They needed a way to placate his anger, and earn his good will. They protected their own families and servants, so it made sense that the sun would do the same to his servants. In a sense, they applied the Golden Rule – how would they want treated, if they were an all-powerful deity?

And the answer human nature gives us is “if I were an all powerful being I’d want flattery; gifts; love; I would want my servants to proudly wear my colors, announcing to the world that they were mine, and mine alone”. This reasoning would be unavoidable, for this is precisely how every petty baron in history has behaved.

But what sign should they wear to advertise their loyalty? How could they tell the world “I belong to the Sun”? How could they keep the forces of darkness at bay – literally? Obviously, they needed a copy of the sun to be with them all the time, so they would never walk in darkness!

So ask yourself, as a superstitious pagan seeking a way to honor the sun, whom he believes to be a god, how would you make a copy – an idol – of it? Remember, this was almost 6,000 years ago. You had no astrological symbols, no chemical formulas or Latin words. For that matter, you had no written language – the best you could do is to scratch things on rocks or carve them out of wood or hammer them out of metal. So how would you represent the sun?

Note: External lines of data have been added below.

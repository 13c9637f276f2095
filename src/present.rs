//! Presentation boundary.
//!
//! The consumer loop hands every drained event and log batch to a `Presenter`. The
//! console implementation prints prefixed lines; richer front ends plug in behind the
//! same trait.

use std::collections::HashMap;
use std::io::Write;

use anyhow::{Context, Result};
use crossterm::style::{style, Color, Stylize};

use crate::events::ResourceSnapshot;
use crate::process::ServiceSpec;

const TOOL_MARK: &str = "◆ devrack:";

const PALETTE: [Color; 6] = [
    Color::Cyan,
    Color::Green,
    Color::Yellow,
    Color::Magenta,
    Color::Blue,
    Color::Red,
];

/// Receives everything the consumer loop drains.
pub trait Presenter {
    /// New output for `name`; `text` holds one or more newline-terminated lines.
    fn on_log_available(&mut self, name: &str, text: &str) -> Result<()>;
    fn on_status_changed(&mut self, name: &str, running: bool) -> Result<()>;
    fn on_docker_snapshot(&mut self, text: &str, healthy: bool) -> Result<()>;
    fn on_resource_snapshot(&mut self, snapshot: &ResourceSnapshot) -> Result<()>;
    fn on_message(&mut self, text: &str) -> Result<()>;
}

/// Line-oriented presenter that writes `[name] line` to any writer.
pub struct ConsolePresenter<W: Write> {
    out: W,
    colors: HashMap<String, Color>,
    use_color: bool,
    show_resources: bool,
    docker_healthy: Option<bool>,
}

impl<W: Write> ConsolePresenter<W> {
    pub fn new(out: W, services: &[ServiceSpec], use_color: bool, show_resources: bool) -> Self {
        let colors = services
            .iter()
            .enumerate()
            .map(|(idx, spec)| {
                let color = spec
                    .color
                    .as_deref()
                    .and_then(parse_color)
                    .unwrap_or(PALETTE[idx % PALETTE.len()]);
                (spec.name.clone(), color)
            })
            .collect();
        Self {
            out,
            colors,
            use_color,
            show_resources,
            docker_healthy: None,
        }
    }

    fn prefix(&self, name: &str) -> String {
        let prefix = format!("[{}]", name);
        if !self.use_color {
            return prefix;
        }
        let color = self.colors.get(name).copied().unwrap_or(Color::DarkGrey);
        style(prefix).with(color).bold().to_string()
    }

    fn tool_line(&mut self, text: &str, color: Option<Color>) -> Result<()> {
        let line = format!("{} {}", TOOL_MARK, text);
        let written = match color {
            Some(color) if self.use_color => writeln!(self.out, "{}", style(line).with(color)),
            _ => writeln!(self.out, "{}", line),
        };
        written.context("failed to write to console")?;
        self.out.flush().context("failed to flush console")
    }
}

impl<W: Write> Presenter for ConsolePresenter<W> {
    fn on_log_available(&mut self, name: &str, text: &str) -> Result<()> {
        let prefix = self.prefix(name);
        for line in text.lines().filter(|line| !line.trim().is_empty()) {
            writeln!(self.out, "{} {}", prefix, strip_existing_prefix(name, line))
                .context("failed to write to console")?;
        }
        self.out.flush().context("failed to flush console")
    }

    fn on_status_changed(&mut self, name: &str, running: bool) -> Result<()> {
        let (text, color) = if running {
            (format!("{} is running", name), Color::Green)
        } else {
            (format!("{} is stopped", name), Color::DarkGrey)
        };
        self.tool_line(&text, Some(color))
    }

    fn on_docker_snapshot(&mut self, text: &str, healthy: bool) -> Result<()> {
        if self.docker_healthy == Some(healthy) {
            return Ok(());
        }
        self.docker_healthy = Some(healthy);
        let color = if healthy { Color::Green } else { Color::Red };
        self.tool_line(text, Some(color))
    }

    fn on_resource_snapshot(&mut self, snapshot: &ResourceSnapshot) -> Result<()> {
        if !self.show_resources {
            return Ok(());
        }
        let color = if snapshot.cpu_hot() || snapshot.memory_hot() {
            Color::Red
        } else {
            Color::DarkGrey
        };
        self.tool_line(&snapshot.to_string(), Some(color))
    }

    fn on_message(&mut self, text: &str) -> Result<()> {
        self.tool_line(text, None)
    }
}

/// Maps a configured color name onto a terminal color.
pub fn parse_color(name: &str) -> Option<Color> {
    let color = match name.trim().to_lowercase().as_str() {
        "black" => Color::Black,
        "red" => Color::Red,
        "green" => Color::Green,
        "yellow" => Color::Yellow,
        "blue" => Color::Blue,
        "magenta" => Color::Magenta,
        "cyan" => Color::Cyan,
        "white" => Color::White,
        "gray" | "grey" => Color::DarkGrey,
        _ => return None,
    };
    Some(color)
}

// Supervisor notices already carry `[name] `; avoid printing it twice.
fn strip_existing_prefix<'a>(name: &str, line: &'a str) -> &'a str {
    line.strip_prefix('[')
        .and_then(|rest| rest.strip_prefix(name))
        .and_then(|rest| rest.strip_prefix(']'))
        .map(str::trim_start)
        .unwrap_or(line)
}

#[cfg(test)]
mod tests {
    use super::*;
    use crate::process::CommandLine;

    fn presenter(show_resources: bool) -> ConsolePresenter<Vec<u8>> {
        let services = vec![
            ServiceSpec::new("api", CommandLine::Shell("cargo run".into())),
            ServiceSpec::new("web", CommandLine::Shell("npm run dev".into())),
        ];
        ConsolePresenter::new(Vec::new(), &services, false, show_resources)
    }

    fn printed(presenter: ConsolePresenter<Vec<u8>>) -> String {
        String::from_utf8(presenter.out).unwrap()
    }

    #[test]
    fn prefixes_every_line_once() {
        let mut console = presenter(false);
        console
            .on_log_available("api", "[api] Starting: cargo run\nlistening\n\n  \n[apiary] ok\n")
            .unwrap();
        assert_eq!(
            printed(console),
            "[api] Starting: cargo run\n[api] listening\n[api] [apiary] ok\n"
        );
    }

    #[test]
    fn docker_is_printed_only_when_health_flips() {
        let mut console = presenter(false);
        console.on_docker_snapshot("Docker: Active", true).unwrap();
        console.on_docker_snapshot("Docker: Active", true).unwrap();
        console.on_docker_snapshot("Docker: Inactive", false).unwrap();
        console.on_docker_snapshot("Docker: Inactive", false).unwrap();
        assert_eq!(
            printed(console),
            "◆ devrack: Docker: Active\n◆ devrack: Docker: Inactive\n"
        );
    }

    #[test]
    fn resources_are_opt_in() {
        let snapshot = ResourceSnapshot {
            cpu_pct: 12.0,
            used_mem: 0,
            total_mem: 0,
            disk_pct: 42.0,
        };
        let mut quiet = presenter(false);
        quiet.on_resource_snapshot(&snapshot).unwrap();
        assert!(printed(quiet).is_empty());

        let mut loud = presenter(true);
        loud.on_resource_snapshot(&snapshot).unwrap();
        assert_eq!(
            printed(loud),
            "◆ devrack: CPU: 12.0% | RAM: 0.0/0.0 GB | Disk: 42.0%\n"
        );
    }

    #[test]
    fn status_and_messages_are_tool_lines() {
        let mut console = presenter(false);
        console.on_status_changed("web", true).unwrap();
        console.on_status_changed("web", false).unwrap();
        console.on_message("Local IP: 127.0.0.1").unwrap();
        assert_eq!(
            printed(console),
            "◆ devrack: web is running\n◆ devrack: web is stopped\n◆ devrack: Local IP: 127.0.0.1\n"
        );
    }

    #[test]
    fn colored_prefix_wraps_the_name() {
        let services = vec![ServiceSpec {
            color: Some("green".into()),
            ..ServiceSpec::new("api", CommandLine::Shell("cargo run".into()))
        }];
        let mut console = ConsolePresenter::new(Vec::new(), &services, true, false);
        console.on_log_available("api", "ready\n").unwrap();
        let out = printed(console);
        assert!(out.contains("[api]"));
        assert!(out.contains('\x1b'));
        assert!(out.ends_with(" ready\n"));
    }

    #[test]
    fn parses_color_names() {
        assert_eq!(parse_color("Green"), Some(Color::Green));
        assert_eq!(parse_color("grey"), Some(Color::DarkGrey));
        assert_eq!(parse_color("chartreuse"), None);
    }
}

Try a quick experiment. Go outside on a sunny day, close your eyes, point them towards the sun, and blink very fast. Don’t look at the sun, but glimpse it as best you can. What you see may surprise you. Due to a quirk of the lenses in your eye, when you look at the sun you will see a glowing circle. And coming out of that circle, you will see four elongated rays with four shorter rays in between them. Forming a cross, just like the image below, center.

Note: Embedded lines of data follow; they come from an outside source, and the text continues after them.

/// Forcefully kills `pid` and its whole descendant tree.
#[cfg(windows)]
pub fn kill_tree(pid: u32) -> io::Result<()> {
    use std::os::windows::process::CommandExt;
    use windows_sys::Win32::System::Threading::CREATE_NO_WINDOW;

    let status = std::process::Command::new("taskkill")
        .args(["/F", "/T", "/PID", &pid.to_string()])
        .stdin(Stdio::null())
        .stdout(Stdio::null())
        .stderr(Stdio::null())
        .creation_flags(CREATE_NO_WINDOW)
        .status()?;
    if status.success() {
        Ok(())
    } else {
        Err(io::Error::new(
            io::ErrorKind::Other,
            format!("taskkill exited with {}", status),
        ))
    }
}

#[cfg(not(any(unix, windows)))]
pub fn kill_tree(_pid: u32) -> io::Result<()> {
    Err(io::Error::new(
        io::ErrorKind::Unsupported,
        "process tree kill is not supported on this platform",
    ))
}

/// Runs a one-shot task to completion, writing its output under [`SYSTEM_LOG`].
///
/// Returns whether the task succeeded. Failures are reported through the log store and
/// the status queue, never as an error.
pub async fn run_oneshot(task: &TaskSpec, logs: &LogAggregator, status: &StatusSender) -> bool {
    let label = task.description.as_str();
    logs.write(SYSTEM_LOG, &format!("Executing: {}...\n", label));
    info!(task = %task.name, "running task");
    match execute_task(task, logs).await {
        Ok(exit) if exit.success() => {
            logs.write(SYSTEM_LOG, &format!("{}: SUCCESS\n", label));
            status.send(StatusEvent::message(format!(
                "{} completed successfully.",
                label
            )));
            true
        }
        Ok(exit) => {
            logs.write(SYSTEM_LOG, &format!("ERROR ({}): {}\n", label, exit));
            status.send(StatusEvent::message(format!("{} failed. Check logs.", label)));
            false
        }
        Err(err) => {
            let message = format!("{:#}", err);
            warn!(task = %task.name, error = %message, "task failed");
            logs.write(SYSTEM_LOG, &format!("ERROR ({}): {}\n", label, strip(&message)));
            status.send(StatusEvent::message(format!("{} failed. Check logs.", label)));
            false
        }
    }
}

async fn execute_task(task: &TaskSpec, logs: &LogAggregator) -> Result<ExitStatus> {
    let argv = resolve_argv(task.command.argv()?, Platform::current());
    let mut child = build_command(&argv, None, &HashMap::new())?
        .spawn()
        .with_context(|| format!("failed to spawn {}", argv[0]))?;
    let mut lines = merge_output(&mut child, logs.ceiling());
    logs.write(SYSTEM_LOG, &format!("--- Output ({}) ---\n", task.description));
    while let Some(line) = lines.recv().await {
        let clean = strip(&line);
        if !clean.trim().is_empty() {
            logs.write(SYSTEM_LOG, &format!("{}\n", clean));
        }
    }
    logs.write(SYSTEM_LOG, "----------------------\n");
    child.wait().await.context("failed to wait for task")
}

/// Settings for the supervision facade.
#[derive(Debug, Clone, Copy)]
pub struct ManagerOptions {
    /// Delay between launches in `start_all`; zero disables staggering.
    pub stagger: Duration,
    pub supervisor: SupervisorOptions,
}

impl Default for ManagerOptions {
    fn default() -> Self {
        Self {
            stagger: Duration::from_millis(800),
            supervisor: SupervisorOptions::default(),
        }
    }
}

/// Coordinates the fixed set of service supervisors.
pub struct ServiceManager {
    supervisors: Vec<ServiceSupervisor>,
    index: HashMap<String, usize>,
    tasks: Vec<TaskSpec>,
    logs: Arc<LogAggregator>,
    status: StatusSender,
    options: ManagerOptions,
    shutdown: watch::Sender<bool>,
}

impl ServiceManager {
    /// Creates one supervisor per spec, in registration order. Names must be unique.
    pub fn new(
        specs: Vec<ServiceSpec>,
        tasks: Vec<TaskSpec>,
        logs: Arc<LogAggregator>,
        status: StatusSender,
        options: ManagerOptions,
    ) -> Result<Self> {
        let mut index = HashMap::new();
        let mut supervisors = Vec::with_capacity(specs.len());
        for spec in specs {
            if index.insert(spec.name.clone(), supervisors.len()).is_some() {
                bail!("duplicate service name: {}", spec.name);
            }
            supervisors.push(ServiceSupervisor::new(
                spec,
                Arc::clone(&logs),
                status.clone(),
                options.supervisor,
            ));
        }
        let (shutdown, _) = watch::channel(false);
        Ok(Self {
            supervisors,
            index,
            tasks,
            logs,
            status,
            options,
            shutdown,
        })
    }

    pub fn services(&self) -> impl Iterator<Item = &ServiceSupervisor> {
        self.supervisors.iter()
    }

    pub fn names(&self) -> Vec<String> {
        self.supervisors
            .iter()
            .map(|supervisor| supervisor.name().to_string())
            .collect()
    }

    pub fn get(&self, name: &str) -> Option<&ServiceSupervisor> {
        self.index.get(name).map(|&idx| &self.supervisors[idx])
    }

    fn require(&self, name: &str) -> Result<&ServiceSupervisor> {
        self.get(name)
            .ok_or_else(|| anyhow!("unknown service: {}", name))
    }

    pub fn start(&self, name: &str) -> Result<bool> {
        Ok(self.require(name)?.start())
    }

    pub fn stop(&self, name: &str) -> Result<()> {
        self.require(name)?.stop();
        Ok(())
    }

    /// Stops the service, waits for it to report `Off`, then starts it again.
    pub async fn restart(&self, name: &str) -> Result<()> {
        let supervisor = self.require(name)?;
        supervisor.stop();
        let grace = self.options.supervisor.exit_timeout + Duration::from_secs(1);
        if !wait_until(grace, || !supervisor.is_running()).await {
            bail!("{} did not stop within {:?}", name, grace);
        }
        supervisor.start();
        Ok(())
    }

    /// Starts every service in registration order, pausing `stagger` between launches.
    ///
    /// Staggering only spreads boot load; it is not a readiness or ordering guarantee.
    pub async fn start_all(&self) {
        let mut shutdown = self.shutdown.subscribe();
        let mut launched = false;
        for supervisor in &self.supervisors {
            if *shutdown.borrow_and_update() {
                break;
            }
            if supervisor.is_running() {
                continue;
            }
            if launched && !self.options.stagger.is_zero() {
                tokio::select! {
                    _ = tokio::time::sleep(self.options.stagger) => {}
                    _ = shutdown.changed() => break,
                }
            }
            launched |= supervisor.start();
        }
    }

    /// Requests a stop of every service, last registered first. Does not wait.
    pub fn stop_all(&self) {
        for supervisor in self.supervisors.iter().rev() {
            supervisor.stop();
        }
    }

    /// Announces shutdown to every loop, then stops all services.
    pub fn quit(&self) {
        self.shutdown.send_replace(true);
        info!("shutdown requested");
        self.stop_all();
    }

    /// Receiver that flips to `true` once [`quit`](Self::quit) is called.
    pub fn shutdown_signal(&self) -> watch::Receiver<bool> {
        self.shutdown.subscribe()
    }

    pub fn all_stopped(&self) -> bool {
        self.supervisors.iter().all(|supervisor| !supervisor.is_running())
    }

    /// Waits up to `timeout` for every service to report `Off`.
    pub async fn wait_stopped(&self, timeout: Duration) -> bool {
        wait_until(timeout, || self.all_stopped()).await
    }

    pub fn tasks(&self) -> &[TaskSpec] {
        &self.tasks
    }

    /// Runs the named one-shot task; errors only when the task is unknown.
    pub async fn run_task(&self, name: &str) -> Result<bool> {
        let task = self
            .tasks
            .iter()
            .find(|task| task.name == name)
            .ok_or_else(|| anyhow!("unknown task: {}", name))?;
        Ok(run_oneshot(task, &self.logs, &self.status).await)
    }
}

This is a scientific fact. It has always been true. The first men who looked at the sun saw this, just as you will. Deifying the sun was an inevitable result of Adam’s rebellion, and as soon as the sun was deified, the discovery of this symbol for the sun was equally inevitable. The symbol you saw in the sun exists in the most ancient artifacts, in literally every single culture across the globe. I myself have taken nearly all the pictures in the remainder of this article, taken from museums and churches and temples in roughly 30 countries.

But the truly fascinating thing, is that one of those symbols at right came from a city near Babylon in 1500 BC, where it was used to honor the Sun-God. The other is a Christian symbol, supposedly honoring the Son-God.

I’m not going to tell you which is which. If you can’t tell me… what does that tell you?

ANCIENT CROSS

As I said, the association of a cross and a circle is not only logical, it is unavoidable. No one could have loved the sun without looking at it. And no one who spent any time looking at the sun could have NOT seen the sign of the cross in it!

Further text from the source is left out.